Most people who have primary Raynaud's can manage the disorder with lifestyle changes. People who have secondary Raynaud's may need medicines in addition to lifestyle changes. Rarely, they may need surgery or shots.
You can take steps to avoid things that trigger Raynaud's attacks. If you have Raynaud's:
- Protect yourself from cold temperatures.
- Try to avoid emotional stress and learn ways to cope with stress that you can't avoid.
- Avoid certain medicines, substances, and activities that can trigger Raynaud's attacks. (For more information, go to "What Causes Raynaud's?")
- Include physical activity as part of your healthy lifestyle and limit your use of caffeine and alcohol. If you smoke, quit. Also, try to avoid secondhand smoke.
You also can take steps to stop a Raynaud's attack once it starts.

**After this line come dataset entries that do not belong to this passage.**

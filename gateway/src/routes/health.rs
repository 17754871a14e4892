use std::sync::Arc;

use axum::http::{header, StatusCode};
use axum::response::{IntoResponse, Response};
use axum::{extract::State, routing::get, Json, Router};
use serde::Serialize;

use crate::AppState;

#[derive(Serialize)]
struct HealthResponse {
    status: &'static str,
    version: &'static str,
    detail: String,
}

/// Healthy when at least one runtime is registered.
async fn health(State(state): State<Arc<AppState>>) -> Json<HealthResponse> {
    let nodes = state.registry.count().await;
    Json(HealthResponse {
        status: if nodes > 0 { "ok" } else { "degraded" },
        version: env!("CARGO_PKG_VERSION"),
        detail: format!("runtimes={}", nodes),
    })
}

async fn metrics(State(state): State<Arc<AppState>>) -> Response {
    let version = env!("CARGO_PKG_VERSION");
    let nodes = state.registry.count().await;
    let body = format!(
        "# HELP infergrid_up Whether the service is up\n\
         # TYPE infergrid_up gauge\n\
         infergrid_up 1\n\
         # HELP infergrid_info Service information\n\
         # TYPE infergrid_info gauge\n\
         infergrid_info{{version=\"{}\"}} 1\n\
         # HELP infergrid_nodes Currently registered nodes\n\
         # TYPE infergrid_nodes gauge\n\
         infergrid_nodes {}\n",
        version, nodes
    );
    (
        StatusCode::OK,
        [(header::CONTENT_TYPE, "text/plain; charset=utf-8")],
        body,
    )
        .into_response()
}

pub fn router(state: Arc<AppState>) -> Router {
    Router::new()
        .route("/health", get(health))
        .route("/metrics", get(metrics))
        .with_state(state)
}
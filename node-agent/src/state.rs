//! Shared application state.

use std::sync::Arc;

use crate::runtime::LocalRuntime;

/// Shared state passed to all handlers.
pub struct AppState {
    pub runtime: Arc<LocalRuntime>,
}

impl AppState {
    pub fn new(runtime: Arc<LocalRuntime>) -> Self {
        Self { runtime }
    }
}
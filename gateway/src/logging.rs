use std::time::Instant;

use axum::{extract::Request, middleware::Next, response::Response};

/// Middleware that logs HTTP requests at INFO level.
pub async fn request_logger(request: Request, next: Next) -> Response {
    let start = Instant::now();
    let method = request.method().clone();
    let path = request.uri().path().to_string();

    let response = next.run(request).await;

    tracing::info!(
        method = %method,
        path = %path,
        status = %response.status().as_u16(),
        duration_ms = %start.elapsed().as_millis(),
        "HTTP request"
    );

    response
}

Warm up your hands, feet, or other affected areas right away. For example, place your hands under your armpits, run warm water over your fingers and toes, or massage your hands and feet.
If you have Raynaud's, be sure to take care of your hands and feet. Protect them from cuts, bruises, and other injuries. For example, wear properly fitted shoes and don't walk barefoot. Use lotion to prevent your skin from drying and cracking. Also, avoid tight wristbands and rings.
For more information about lifestyle changes, go to "How Is Raynaud's Treated?"
If you have Raynaud's, it's important to get ongoing care. Talk with your doctor about how often to schedule followup visits. Take all medicines as your doctor prescribes.
See your doctor right away if your Raynaud's symptoms get worse or if you develop sores on your fingers, toes, or other parts of your body. Timely treatment can help prevent permanent damage to these areas.